• **WORK REQUIRED**
Filter the data below, keeping only lines that contain "HashMap".
# # # #
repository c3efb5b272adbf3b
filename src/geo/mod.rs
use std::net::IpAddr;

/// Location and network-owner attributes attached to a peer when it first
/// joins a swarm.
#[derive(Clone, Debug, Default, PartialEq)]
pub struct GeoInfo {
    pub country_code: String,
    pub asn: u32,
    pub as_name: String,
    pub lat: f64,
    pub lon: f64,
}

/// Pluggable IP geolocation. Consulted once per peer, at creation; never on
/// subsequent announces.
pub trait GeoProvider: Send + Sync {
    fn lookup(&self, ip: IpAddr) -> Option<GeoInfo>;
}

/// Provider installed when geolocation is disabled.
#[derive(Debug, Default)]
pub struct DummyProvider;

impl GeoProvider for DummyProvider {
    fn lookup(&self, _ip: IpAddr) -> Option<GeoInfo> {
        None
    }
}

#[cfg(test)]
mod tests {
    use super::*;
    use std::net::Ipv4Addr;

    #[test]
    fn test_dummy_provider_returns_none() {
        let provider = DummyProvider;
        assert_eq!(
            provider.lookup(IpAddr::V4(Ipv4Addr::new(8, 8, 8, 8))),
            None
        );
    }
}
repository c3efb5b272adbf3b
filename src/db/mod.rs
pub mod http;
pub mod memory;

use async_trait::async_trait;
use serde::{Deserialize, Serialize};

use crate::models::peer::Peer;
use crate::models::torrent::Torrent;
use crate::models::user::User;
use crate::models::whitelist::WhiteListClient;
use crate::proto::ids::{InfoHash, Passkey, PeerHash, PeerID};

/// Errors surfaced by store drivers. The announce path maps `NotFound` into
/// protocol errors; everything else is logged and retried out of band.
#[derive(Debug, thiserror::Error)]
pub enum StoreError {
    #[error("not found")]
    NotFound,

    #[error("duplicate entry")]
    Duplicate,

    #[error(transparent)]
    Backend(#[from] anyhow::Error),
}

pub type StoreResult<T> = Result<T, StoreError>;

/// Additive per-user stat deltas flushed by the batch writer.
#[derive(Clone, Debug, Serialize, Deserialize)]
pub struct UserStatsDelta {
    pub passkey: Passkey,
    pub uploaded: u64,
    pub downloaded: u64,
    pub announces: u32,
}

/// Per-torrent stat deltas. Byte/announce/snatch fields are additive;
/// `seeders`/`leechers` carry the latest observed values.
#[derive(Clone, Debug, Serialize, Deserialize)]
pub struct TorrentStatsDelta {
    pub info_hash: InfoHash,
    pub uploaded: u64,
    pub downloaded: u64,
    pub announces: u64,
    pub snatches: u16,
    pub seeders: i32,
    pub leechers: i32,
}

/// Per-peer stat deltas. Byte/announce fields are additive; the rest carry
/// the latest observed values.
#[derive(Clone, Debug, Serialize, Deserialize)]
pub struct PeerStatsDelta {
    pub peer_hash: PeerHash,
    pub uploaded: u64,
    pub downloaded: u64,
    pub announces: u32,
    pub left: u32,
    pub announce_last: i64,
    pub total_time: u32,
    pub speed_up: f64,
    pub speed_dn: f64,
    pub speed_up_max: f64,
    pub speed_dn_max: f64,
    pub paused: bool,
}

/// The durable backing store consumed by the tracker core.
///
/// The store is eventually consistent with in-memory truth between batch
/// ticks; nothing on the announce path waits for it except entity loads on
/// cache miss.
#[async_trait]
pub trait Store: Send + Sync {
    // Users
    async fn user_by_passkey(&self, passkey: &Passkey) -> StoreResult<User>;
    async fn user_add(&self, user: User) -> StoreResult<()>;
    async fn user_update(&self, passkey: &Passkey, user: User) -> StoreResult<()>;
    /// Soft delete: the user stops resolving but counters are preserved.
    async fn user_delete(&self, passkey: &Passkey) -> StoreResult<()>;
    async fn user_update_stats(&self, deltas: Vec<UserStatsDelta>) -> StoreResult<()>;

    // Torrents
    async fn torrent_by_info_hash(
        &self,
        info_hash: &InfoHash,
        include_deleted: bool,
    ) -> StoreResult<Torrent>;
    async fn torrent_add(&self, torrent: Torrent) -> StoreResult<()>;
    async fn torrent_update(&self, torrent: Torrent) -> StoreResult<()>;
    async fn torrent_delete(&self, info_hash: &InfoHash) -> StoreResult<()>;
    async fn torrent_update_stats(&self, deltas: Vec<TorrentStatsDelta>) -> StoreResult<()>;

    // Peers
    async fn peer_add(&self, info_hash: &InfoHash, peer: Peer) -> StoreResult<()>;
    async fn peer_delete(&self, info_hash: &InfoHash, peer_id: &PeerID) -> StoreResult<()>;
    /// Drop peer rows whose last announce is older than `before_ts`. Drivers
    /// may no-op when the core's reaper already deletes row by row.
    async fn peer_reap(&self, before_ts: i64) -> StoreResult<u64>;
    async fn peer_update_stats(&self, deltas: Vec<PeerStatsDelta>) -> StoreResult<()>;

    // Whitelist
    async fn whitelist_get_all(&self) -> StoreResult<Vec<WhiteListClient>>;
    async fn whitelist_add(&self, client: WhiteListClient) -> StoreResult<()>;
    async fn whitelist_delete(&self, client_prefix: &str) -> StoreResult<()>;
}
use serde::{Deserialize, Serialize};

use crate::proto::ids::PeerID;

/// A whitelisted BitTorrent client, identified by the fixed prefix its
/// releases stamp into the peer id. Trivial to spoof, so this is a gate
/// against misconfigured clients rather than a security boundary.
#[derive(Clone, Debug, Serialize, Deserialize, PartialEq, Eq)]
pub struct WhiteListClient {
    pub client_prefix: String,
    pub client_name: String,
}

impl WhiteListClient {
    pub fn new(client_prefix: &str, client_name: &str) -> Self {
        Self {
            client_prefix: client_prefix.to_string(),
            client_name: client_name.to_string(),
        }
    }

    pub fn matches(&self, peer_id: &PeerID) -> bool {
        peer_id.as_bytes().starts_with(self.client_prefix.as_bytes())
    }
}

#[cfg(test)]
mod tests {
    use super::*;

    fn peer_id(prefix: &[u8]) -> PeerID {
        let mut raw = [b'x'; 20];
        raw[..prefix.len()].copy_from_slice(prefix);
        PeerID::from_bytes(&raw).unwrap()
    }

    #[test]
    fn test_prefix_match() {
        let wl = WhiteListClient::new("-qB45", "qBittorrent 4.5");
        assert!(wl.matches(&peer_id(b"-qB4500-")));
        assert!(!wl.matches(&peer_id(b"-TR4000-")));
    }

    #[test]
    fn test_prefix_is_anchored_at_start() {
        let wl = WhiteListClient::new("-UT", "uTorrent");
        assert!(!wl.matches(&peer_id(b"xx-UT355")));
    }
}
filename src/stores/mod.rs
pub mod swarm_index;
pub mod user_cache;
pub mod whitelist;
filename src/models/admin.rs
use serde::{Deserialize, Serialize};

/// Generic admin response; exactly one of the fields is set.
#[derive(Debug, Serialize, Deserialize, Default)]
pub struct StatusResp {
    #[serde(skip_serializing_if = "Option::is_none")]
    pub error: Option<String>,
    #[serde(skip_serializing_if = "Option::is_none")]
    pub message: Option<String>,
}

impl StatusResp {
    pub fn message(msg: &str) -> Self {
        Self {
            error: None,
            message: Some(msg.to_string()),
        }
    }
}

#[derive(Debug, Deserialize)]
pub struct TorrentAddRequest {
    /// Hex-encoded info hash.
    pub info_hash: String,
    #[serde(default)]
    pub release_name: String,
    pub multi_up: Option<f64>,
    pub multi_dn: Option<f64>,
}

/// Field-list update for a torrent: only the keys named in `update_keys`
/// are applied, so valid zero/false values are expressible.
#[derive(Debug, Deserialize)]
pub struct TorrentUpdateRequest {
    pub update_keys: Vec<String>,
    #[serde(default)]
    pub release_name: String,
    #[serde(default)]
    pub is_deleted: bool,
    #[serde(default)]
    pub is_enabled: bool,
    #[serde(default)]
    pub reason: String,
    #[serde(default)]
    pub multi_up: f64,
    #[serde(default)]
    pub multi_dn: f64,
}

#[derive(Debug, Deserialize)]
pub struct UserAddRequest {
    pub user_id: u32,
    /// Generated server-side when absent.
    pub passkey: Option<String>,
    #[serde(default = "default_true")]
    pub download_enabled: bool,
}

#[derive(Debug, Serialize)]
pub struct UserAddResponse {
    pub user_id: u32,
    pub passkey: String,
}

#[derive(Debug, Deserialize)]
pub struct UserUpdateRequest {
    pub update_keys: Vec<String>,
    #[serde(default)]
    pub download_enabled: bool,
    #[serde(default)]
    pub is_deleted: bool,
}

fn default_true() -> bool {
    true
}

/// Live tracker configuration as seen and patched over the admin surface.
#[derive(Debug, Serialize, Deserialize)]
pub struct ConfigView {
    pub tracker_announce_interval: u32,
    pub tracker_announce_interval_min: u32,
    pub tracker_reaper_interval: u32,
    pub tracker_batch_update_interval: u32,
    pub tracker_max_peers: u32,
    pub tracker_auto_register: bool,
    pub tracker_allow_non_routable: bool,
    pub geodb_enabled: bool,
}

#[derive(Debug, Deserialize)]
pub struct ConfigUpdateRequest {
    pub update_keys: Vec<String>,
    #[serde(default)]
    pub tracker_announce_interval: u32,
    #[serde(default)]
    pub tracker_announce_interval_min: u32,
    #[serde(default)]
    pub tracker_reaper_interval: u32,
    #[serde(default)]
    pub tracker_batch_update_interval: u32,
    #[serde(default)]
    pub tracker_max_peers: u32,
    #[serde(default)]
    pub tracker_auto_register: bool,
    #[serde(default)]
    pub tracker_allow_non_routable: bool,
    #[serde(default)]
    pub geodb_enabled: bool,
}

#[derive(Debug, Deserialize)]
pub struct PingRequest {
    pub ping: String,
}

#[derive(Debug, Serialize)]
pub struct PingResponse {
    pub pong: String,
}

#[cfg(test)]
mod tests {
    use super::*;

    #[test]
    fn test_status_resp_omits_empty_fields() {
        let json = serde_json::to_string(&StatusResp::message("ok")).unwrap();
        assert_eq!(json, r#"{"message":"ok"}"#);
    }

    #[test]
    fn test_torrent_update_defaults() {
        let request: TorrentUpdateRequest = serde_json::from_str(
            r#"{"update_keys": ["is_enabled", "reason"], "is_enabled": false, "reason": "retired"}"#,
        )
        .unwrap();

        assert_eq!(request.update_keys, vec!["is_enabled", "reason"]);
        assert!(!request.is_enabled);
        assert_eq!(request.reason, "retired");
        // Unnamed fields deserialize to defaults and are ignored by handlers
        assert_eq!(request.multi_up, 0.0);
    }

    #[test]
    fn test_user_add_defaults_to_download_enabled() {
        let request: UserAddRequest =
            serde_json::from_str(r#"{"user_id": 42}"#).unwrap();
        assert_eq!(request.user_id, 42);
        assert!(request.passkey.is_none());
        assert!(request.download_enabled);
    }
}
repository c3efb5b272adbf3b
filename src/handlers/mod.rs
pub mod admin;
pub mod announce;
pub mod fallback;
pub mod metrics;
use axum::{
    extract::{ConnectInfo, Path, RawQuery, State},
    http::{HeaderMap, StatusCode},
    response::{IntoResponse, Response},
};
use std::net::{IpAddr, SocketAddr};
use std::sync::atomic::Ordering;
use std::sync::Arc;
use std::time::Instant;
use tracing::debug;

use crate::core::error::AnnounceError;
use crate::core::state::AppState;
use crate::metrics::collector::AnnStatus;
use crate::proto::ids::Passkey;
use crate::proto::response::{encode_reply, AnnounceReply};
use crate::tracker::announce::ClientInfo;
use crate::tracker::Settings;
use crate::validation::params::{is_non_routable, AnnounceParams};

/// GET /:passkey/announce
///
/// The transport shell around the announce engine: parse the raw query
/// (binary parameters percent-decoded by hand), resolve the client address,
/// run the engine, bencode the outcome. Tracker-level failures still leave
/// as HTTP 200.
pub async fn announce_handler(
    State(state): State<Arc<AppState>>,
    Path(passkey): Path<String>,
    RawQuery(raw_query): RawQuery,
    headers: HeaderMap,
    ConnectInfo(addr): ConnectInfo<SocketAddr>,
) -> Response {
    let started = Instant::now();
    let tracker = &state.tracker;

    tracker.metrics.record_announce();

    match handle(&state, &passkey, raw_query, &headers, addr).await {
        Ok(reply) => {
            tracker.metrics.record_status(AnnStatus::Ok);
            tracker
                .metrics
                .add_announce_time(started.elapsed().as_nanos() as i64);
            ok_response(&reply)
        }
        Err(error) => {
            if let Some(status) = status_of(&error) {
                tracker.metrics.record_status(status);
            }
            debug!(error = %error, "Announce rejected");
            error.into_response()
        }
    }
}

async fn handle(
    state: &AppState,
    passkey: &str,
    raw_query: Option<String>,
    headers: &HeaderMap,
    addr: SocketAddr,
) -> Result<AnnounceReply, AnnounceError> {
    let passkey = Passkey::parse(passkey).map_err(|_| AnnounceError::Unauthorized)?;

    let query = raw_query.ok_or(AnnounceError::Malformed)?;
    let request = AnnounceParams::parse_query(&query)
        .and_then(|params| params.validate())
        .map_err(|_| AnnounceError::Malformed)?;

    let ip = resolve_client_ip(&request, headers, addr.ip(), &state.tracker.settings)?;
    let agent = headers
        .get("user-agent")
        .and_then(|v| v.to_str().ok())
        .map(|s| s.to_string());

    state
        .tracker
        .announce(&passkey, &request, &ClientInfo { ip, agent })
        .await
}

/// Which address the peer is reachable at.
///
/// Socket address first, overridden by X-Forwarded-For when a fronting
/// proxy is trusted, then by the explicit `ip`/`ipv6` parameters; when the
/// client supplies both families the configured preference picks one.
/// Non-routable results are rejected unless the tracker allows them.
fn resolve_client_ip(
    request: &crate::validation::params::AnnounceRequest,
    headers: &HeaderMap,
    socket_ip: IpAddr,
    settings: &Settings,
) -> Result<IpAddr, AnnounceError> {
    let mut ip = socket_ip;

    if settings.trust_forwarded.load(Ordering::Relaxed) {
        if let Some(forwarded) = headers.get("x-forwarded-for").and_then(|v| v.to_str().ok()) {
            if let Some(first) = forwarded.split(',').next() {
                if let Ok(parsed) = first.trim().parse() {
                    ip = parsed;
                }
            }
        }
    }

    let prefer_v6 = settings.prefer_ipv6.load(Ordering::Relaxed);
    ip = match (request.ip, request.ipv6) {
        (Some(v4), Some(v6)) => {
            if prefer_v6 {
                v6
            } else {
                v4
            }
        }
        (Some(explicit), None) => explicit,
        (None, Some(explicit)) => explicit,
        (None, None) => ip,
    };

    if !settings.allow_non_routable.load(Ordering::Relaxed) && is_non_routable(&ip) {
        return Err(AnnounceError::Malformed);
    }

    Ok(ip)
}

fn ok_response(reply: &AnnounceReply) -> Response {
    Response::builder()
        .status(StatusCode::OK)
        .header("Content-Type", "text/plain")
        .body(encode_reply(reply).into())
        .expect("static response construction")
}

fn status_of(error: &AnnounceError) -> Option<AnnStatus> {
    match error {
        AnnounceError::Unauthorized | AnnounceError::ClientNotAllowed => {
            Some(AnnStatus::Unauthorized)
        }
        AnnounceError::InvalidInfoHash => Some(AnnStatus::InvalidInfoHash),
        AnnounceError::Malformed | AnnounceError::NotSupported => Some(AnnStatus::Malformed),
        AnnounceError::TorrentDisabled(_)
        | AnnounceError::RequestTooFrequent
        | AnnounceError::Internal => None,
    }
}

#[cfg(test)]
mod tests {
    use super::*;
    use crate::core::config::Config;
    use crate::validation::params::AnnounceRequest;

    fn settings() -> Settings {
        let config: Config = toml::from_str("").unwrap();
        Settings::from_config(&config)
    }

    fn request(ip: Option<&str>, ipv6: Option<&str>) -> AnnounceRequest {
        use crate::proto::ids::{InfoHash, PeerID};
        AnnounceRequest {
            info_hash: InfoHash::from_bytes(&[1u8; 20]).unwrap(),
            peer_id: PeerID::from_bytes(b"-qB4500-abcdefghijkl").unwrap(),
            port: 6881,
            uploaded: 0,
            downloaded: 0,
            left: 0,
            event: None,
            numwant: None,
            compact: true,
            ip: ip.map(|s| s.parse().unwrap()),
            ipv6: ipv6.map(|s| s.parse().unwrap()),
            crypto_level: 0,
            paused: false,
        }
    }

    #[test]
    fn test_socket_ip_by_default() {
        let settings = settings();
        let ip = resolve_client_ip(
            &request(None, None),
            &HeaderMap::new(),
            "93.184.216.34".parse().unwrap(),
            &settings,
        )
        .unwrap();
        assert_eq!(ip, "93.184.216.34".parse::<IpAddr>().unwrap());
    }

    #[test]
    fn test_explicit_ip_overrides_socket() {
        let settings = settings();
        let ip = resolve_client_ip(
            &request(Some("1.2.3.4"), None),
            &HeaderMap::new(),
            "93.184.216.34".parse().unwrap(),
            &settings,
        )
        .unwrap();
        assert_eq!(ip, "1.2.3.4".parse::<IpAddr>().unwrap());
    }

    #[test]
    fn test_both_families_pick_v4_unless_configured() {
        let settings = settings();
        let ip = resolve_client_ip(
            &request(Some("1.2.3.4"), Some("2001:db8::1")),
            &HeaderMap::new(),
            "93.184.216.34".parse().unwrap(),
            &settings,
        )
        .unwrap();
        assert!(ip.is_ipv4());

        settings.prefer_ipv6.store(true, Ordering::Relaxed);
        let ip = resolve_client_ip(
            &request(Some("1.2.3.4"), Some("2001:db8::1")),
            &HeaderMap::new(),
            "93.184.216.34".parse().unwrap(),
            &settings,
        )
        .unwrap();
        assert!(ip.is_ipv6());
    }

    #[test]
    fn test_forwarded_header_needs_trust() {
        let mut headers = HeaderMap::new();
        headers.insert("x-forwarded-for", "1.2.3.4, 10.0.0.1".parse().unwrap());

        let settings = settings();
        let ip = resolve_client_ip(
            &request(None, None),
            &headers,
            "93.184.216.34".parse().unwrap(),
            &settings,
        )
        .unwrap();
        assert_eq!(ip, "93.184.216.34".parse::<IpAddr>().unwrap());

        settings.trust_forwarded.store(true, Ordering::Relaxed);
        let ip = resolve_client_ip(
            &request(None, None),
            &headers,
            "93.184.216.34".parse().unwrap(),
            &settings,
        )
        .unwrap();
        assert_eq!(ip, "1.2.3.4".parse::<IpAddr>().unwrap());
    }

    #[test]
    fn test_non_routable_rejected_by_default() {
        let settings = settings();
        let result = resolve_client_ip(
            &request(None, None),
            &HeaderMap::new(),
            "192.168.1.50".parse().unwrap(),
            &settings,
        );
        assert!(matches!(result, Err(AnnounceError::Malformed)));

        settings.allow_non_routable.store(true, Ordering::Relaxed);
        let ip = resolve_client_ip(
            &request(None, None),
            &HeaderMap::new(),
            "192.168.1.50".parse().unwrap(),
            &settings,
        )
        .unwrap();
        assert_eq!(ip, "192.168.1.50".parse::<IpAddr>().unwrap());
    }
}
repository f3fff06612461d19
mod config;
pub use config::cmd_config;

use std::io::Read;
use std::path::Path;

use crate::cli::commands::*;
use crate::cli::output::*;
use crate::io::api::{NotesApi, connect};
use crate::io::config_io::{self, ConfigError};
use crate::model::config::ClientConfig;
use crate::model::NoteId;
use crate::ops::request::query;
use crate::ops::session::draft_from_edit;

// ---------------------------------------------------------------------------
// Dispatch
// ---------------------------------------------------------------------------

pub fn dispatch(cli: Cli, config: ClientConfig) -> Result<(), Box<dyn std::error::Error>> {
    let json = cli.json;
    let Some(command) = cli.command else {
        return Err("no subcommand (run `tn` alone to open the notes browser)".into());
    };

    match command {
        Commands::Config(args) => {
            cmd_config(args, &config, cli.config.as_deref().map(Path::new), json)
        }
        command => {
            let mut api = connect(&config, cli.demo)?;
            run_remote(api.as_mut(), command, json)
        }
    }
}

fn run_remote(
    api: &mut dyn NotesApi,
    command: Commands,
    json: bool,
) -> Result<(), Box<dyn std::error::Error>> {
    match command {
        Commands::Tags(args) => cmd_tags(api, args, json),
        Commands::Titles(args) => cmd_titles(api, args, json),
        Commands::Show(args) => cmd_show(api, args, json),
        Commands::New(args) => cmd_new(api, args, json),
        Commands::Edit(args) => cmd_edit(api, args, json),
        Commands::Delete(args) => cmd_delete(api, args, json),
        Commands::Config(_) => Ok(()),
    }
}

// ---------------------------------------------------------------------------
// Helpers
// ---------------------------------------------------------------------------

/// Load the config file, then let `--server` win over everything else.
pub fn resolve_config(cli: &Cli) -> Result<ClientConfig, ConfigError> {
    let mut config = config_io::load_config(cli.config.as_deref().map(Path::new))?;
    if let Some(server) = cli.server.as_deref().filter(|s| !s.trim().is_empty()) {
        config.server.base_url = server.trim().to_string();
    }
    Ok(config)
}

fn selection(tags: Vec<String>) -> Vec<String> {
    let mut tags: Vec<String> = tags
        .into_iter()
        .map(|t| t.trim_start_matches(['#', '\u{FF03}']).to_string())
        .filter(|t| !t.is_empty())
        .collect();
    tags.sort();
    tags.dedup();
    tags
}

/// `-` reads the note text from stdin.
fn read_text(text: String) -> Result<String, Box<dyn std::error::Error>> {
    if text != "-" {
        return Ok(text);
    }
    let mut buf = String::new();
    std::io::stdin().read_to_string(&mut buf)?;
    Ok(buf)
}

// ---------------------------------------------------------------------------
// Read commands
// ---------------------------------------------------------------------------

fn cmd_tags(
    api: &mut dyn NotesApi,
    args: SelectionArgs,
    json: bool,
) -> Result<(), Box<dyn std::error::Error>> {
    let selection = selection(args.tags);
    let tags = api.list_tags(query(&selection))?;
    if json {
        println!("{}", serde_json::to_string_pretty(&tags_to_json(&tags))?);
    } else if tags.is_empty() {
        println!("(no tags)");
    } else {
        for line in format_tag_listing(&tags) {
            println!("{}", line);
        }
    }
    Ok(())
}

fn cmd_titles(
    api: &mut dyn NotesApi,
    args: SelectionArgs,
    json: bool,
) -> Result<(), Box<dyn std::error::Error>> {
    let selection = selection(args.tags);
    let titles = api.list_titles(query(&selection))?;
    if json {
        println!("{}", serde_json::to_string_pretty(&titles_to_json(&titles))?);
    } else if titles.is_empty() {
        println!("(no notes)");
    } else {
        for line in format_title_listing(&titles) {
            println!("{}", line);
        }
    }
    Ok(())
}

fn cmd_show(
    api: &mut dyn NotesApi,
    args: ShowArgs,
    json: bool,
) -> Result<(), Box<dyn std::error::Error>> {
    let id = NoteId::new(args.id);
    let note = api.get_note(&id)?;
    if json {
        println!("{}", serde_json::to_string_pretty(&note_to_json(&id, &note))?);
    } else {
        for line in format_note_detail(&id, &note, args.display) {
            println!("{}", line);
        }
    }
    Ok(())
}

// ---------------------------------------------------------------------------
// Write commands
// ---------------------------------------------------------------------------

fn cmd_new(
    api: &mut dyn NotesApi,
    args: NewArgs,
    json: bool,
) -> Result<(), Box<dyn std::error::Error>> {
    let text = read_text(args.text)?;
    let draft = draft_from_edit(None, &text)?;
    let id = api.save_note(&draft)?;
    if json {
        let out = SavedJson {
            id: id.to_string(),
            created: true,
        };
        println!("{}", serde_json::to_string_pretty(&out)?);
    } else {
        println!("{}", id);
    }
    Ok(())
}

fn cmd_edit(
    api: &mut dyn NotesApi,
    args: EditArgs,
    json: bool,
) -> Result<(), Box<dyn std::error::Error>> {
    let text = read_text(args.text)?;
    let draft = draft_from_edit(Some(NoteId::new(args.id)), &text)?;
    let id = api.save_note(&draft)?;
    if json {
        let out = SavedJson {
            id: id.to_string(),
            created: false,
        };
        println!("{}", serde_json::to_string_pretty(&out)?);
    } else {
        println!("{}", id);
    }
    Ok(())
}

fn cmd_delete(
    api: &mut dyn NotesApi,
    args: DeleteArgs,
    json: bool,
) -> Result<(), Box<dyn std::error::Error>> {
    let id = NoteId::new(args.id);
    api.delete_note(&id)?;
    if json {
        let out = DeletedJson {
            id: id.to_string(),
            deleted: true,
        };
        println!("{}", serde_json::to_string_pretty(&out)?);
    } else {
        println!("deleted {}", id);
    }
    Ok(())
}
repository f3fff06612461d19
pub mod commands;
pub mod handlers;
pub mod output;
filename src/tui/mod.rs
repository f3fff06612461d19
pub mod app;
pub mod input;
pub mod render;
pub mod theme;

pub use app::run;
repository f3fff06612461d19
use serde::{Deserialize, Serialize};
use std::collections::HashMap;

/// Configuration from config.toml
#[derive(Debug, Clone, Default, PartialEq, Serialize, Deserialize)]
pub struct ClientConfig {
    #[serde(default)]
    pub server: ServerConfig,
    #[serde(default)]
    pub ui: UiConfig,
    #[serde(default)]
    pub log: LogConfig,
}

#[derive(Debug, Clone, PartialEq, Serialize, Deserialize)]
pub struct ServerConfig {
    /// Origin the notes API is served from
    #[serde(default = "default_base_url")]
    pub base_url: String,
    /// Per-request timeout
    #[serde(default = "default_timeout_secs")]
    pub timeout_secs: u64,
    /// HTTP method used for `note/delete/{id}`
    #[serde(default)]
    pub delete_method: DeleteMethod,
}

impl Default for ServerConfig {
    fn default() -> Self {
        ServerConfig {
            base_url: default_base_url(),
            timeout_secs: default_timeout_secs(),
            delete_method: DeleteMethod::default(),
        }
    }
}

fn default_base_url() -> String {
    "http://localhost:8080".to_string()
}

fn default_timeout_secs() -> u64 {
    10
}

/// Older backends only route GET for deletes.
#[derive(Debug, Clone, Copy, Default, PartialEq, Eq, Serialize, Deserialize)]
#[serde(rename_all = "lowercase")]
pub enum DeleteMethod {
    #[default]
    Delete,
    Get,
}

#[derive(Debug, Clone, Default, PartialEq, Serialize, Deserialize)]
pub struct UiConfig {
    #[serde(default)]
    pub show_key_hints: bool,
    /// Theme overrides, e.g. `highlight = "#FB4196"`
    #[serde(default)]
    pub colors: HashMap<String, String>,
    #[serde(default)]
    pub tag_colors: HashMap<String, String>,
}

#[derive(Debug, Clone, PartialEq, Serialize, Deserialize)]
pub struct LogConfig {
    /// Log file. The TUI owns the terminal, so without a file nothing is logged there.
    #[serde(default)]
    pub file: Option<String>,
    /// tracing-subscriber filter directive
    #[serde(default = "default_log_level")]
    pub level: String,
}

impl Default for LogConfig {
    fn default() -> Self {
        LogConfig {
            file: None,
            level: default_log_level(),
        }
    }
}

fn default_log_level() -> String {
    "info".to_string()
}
# # # #
• **SOLUTION FOR THIS TASK**
use std::collections::HashMap;
    pub colors: HashMap<String, String>,
    pub tag_colors: HashMap<String, String>,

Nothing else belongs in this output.